Servicing EWF-Protected Run-Time Images
Because EWF redirects write-access to a volume, you should follow these steps when you want to install an application or update your run-time image. You should avoid updating a system when EWF is enabled because it might result in unexpected or unknown behavior.Apply an update to an EWF-protected image
Use EWF Manager to disable the overlay by typing the following command:
For RAM mode:
ewfmgr c: -disable
For RAM REG mode:
ewfmgr c: -commitanddisable
Note: Because RAM REG mode stores EWF configuration data in the registry, you must commit the disable change to the protected run-time image.
- For RAM mode:
Restart the system.
Install the application or update.
Wait for the installation to complete and restart the system, if required.
Re-enable the EWF overlay by typing the following command:
ewfmgr c: -enable
Restart the system to enable the EWF overlay.
Stateless Operation and Credentials
Stateless operation is frequently required for embedded systems.
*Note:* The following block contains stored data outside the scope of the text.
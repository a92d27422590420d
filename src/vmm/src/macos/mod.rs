pub mod vstate;

use std::sync::Arc;

use arch::ArchMemoryInfo;
use devices::virtio::VirtioDevice;
use tracing::info;
use utils::Mutex;
use vm_memory::{GuestAddress, GuestMemoryMmap};
use vmm_ids::VmmShutdownSignal;

pub use vstate::{Vcpu, VcpuHandle, Vm};

use crate::mmio::{self, MmioTransport};

/// Where the first virtio-mmio device window starts. Kept well below
/// `DRAM_MEM_START` (0x8000_0000) and the GIC's own frames, which sit just
/// under the mapped-IO ceiling.
pub const VIRTIO_MMIO_BASE: u64 = 0x1000_0000;

#[derive(thiserror::Error, Debug)]
pub enum Error {
    #[error(transparent)]
    Memory(#[from] anyhow::Error),
    #[error(transparent)]
    Vcpu(#[from] vstate::Error),
}

pub type Result<T> = std::result::Result<T, Error>;

/// One device's assigned slot on the virtio-mmio bus: where its register
/// window lives and which SPI it raises, for whoever builds the guest's
/// device tree / kernel command line.
#[derive(Debug, Clone, Copy)]
pub struct MmioSlot {
    pub mmio_base: u64,
    pub irq: u32,
}

/// A fully wired, not-yet-running VM: guest memory is mapped, the GIC and
/// every virtio-mmio device are on the bus, and the single vCPU is
/// configured but not started.
pub struct VmSession {
    vm: Vm,
    guest_mem: GuestMemoryMmap,
    vcpu: Option<Vcpu>,
    slots: Vec<MmioSlot>,
    shutdown: VmmShutdownSignal,
}

impl VmSession {
    /// Allocates `mem_size` bytes of guest RAM starting at
    /// `DRAM_MEM_START`, creates the VM and virtual GIC, and registers
    /// `devices` on the virtio-mmio bus in order, one window and one SPI
    /// each.
    pub fn new(
        mem_size: u64,
        devices: Vec<Box<dyn VirtioDevice>>,
        shutdown: VmmShutdownSignal,
    ) -> Result<Self> {
        let mem_info = ArchMemoryInfo::new(mem_size);
        let guest_mem = hvf::allocate_guest_memory(&[(mem_info.base(), mem_size as usize)])?;

        let mut vm = Vm::new(&mem_info, shutdown.clone())?;
        map_guest_memory(&vm, &guest_mem)?;

        vm.setup_irqchip(1)?;

        let mut slots = Vec::with_capacity(devices.len());
        for (i, mut device) in devices.into_iter().enumerate() {
            let irq = gicv3_spi_for_index(i);
            device.set_irq_line(irq);

            let mmio_base = VIRTIO_MMIO_BASE + (i as u64) * mmio::MMIO_WINDOW_SIZE;
            let mut transport = MmioTransport::new(device);
            transport.set_memory(guest_mem.clone());

            vm.register_mmio_device(
                Arc::new(Mutex::new(transport)),
                mmio_base,
                mmio::MMIO_WINDOW_SIZE,
            );
            slots.push(MmioSlot { mmio_base, irq });

            info!(mmio_base, irq, "registered virtio-mmio device");
        }

        let vcpu = Vcpu::new(
            0,
            guest_mem.clone(),
            vm.hvf_vm().clone(),
            vm.bus().clone(),
            vm.gic().cloned(),
        )?;

        Ok(VmSession {
            vm,
            guest_mem,
            vcpu: Some(vcpu),
            slots,
            shutdown,
        })
    }

    pub fn guest_mem(&self) -> &GuestMemoryMmap {
        &self.guest_mem
    }

    pub fn mmio_slots(&self) -> &[MmioSlot] {
        &self.slots
    }

    pub fn vm(&self) -> &Vm {
        &self.vm
    }

    /// Starts the vCPU thread at `entry_addr`. Call after the kernel image
    /// and any boot-time data (device tree, command line) have been written
    /// into `VmSession::guest_mem`.
    pub fn boot(mut self, entry_addr: GuestAddress) -> Result<RunningVm> {
        let vcpu = self.vcpu.take().expect("boot() called twice");
        let handle = VcpuHandle::spawn(vcpu, entry_addr, self.shutdown.clone())?;

        Ok(RunningVm {
            vm: self.vm,
            guest_mem: self.guest_mem,
            vcpu_handle: handle,
            shutdown: self.shutdown,
        })
    }
}

/// A VM whose vCPU thread is running.
pub struct RunningVm {
    vm: Vm,
    guest_mem: GuestMemoryMmap,
    vcpu_handle: VcpuHandle,
    shutdown: VmmShutdownSignal,
}

impl RunningVm {
    pub fn guest_mem(&self) -> &GuestMemoryMmap {
        &self.guest_mem
    }

    pub fn vm(&self) -> &Vm {
        &self.vm
    }

    pub fn shutdown_signal(&self) -> &VmmShutdownSignal {
        &self.shutdown
    }

    /// Requests shutdown and blocks until the vCPU thread has exited.
    pub fn shutdown(self) {
        self.shutdown.shutdown();
        if let Err(e) = self.vcpu_handle.join() {
            tracing::error!("vcpu thread returned an error during shutdown: {:?}", e);
        }
    }

    /// Blocks until the vCPU thread exits on its own (guest-initiated
    /// `PSCI SYSTEM_OFF`/`CPU_OFF`), without requesting shutdown first.
    pub fn wait(self) -> Result<()> {
        self.vcpu_handle.join().map_err(Error::Vcpu)
    }
}

fn map_guest_memory(vm: &Vm, guest_mem: &GuestMemoryMmap) -> Result<()> {
    use vm_memory::{GuestMemory, GuestMemoryRegion};

    for region in guest_mem.iter() {
        let host_addr = region
            .get_host_address(vm_memory::MemoryRegionAddress(0))
            .map_err(|e| Error::Memory(anyhow::anyhow!("failed to resolve host address for region: {e}")))?;

        unsafe {
            vm.hvf_vm()
                .map_memory(
                    host_addr,
                    region.start_addr(),
                    region.len() as usize,
                    hvf::MemoryFlags::RWX,
                )
                .map_err(|e| Error::Memory(anyhow::anyhow!("failed to map guest memory: {e}")))?;
        }
    }

    Ok(())
}

/// Assigns SPI `32 + index`, matching `Gic`'s default SPI window
/// (`32..64`).
fn gicv3_spi_for_index(index: usize) -> u32 {
    32 + index as u32
}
However, it can also affect device functionality because of the purging of system information. When a system loses its state on restart, information such as network credentials, security certificate updates, and Group Policy setting updates are lost and your device might be locked out of the domain. If your device will be part of a domain, add Registry Filter to the image and test the scenarios before deployment.
The following sources of information can be lost because of stateless operation:
Event logs/crash dumps
Device-servicing information and image updates (Windows Update and third-party updates)
User settings/documents that were created on the protected volumes
We recommend that you verify the end-to-end scenarios for your device and take steps to avoid issues caused by stateless operation.
EWF is a sector-based lower filter driver in the volume stack and fully supports NFTS. If your application has kernel-mode components used together with EWF (for example, antivirus applications), you must test the application compatibility with EWF.
The most common application-compatibility failure can be caused by a missing dependency in the run-time image. Determine any missing dependencies, rebuild the run-time image, and rerun the tests.
If your scenario works as expected when EWF is disabled, but fails when EWF is enabled, you might have an application-compatibility issue. To isolate issues related to disk I/O, use tools such as Process Monitor to see which I/O calls (call purpose and files/folders names) are failing. If possible, add this folder to the write-through list and see whether the problem goes away.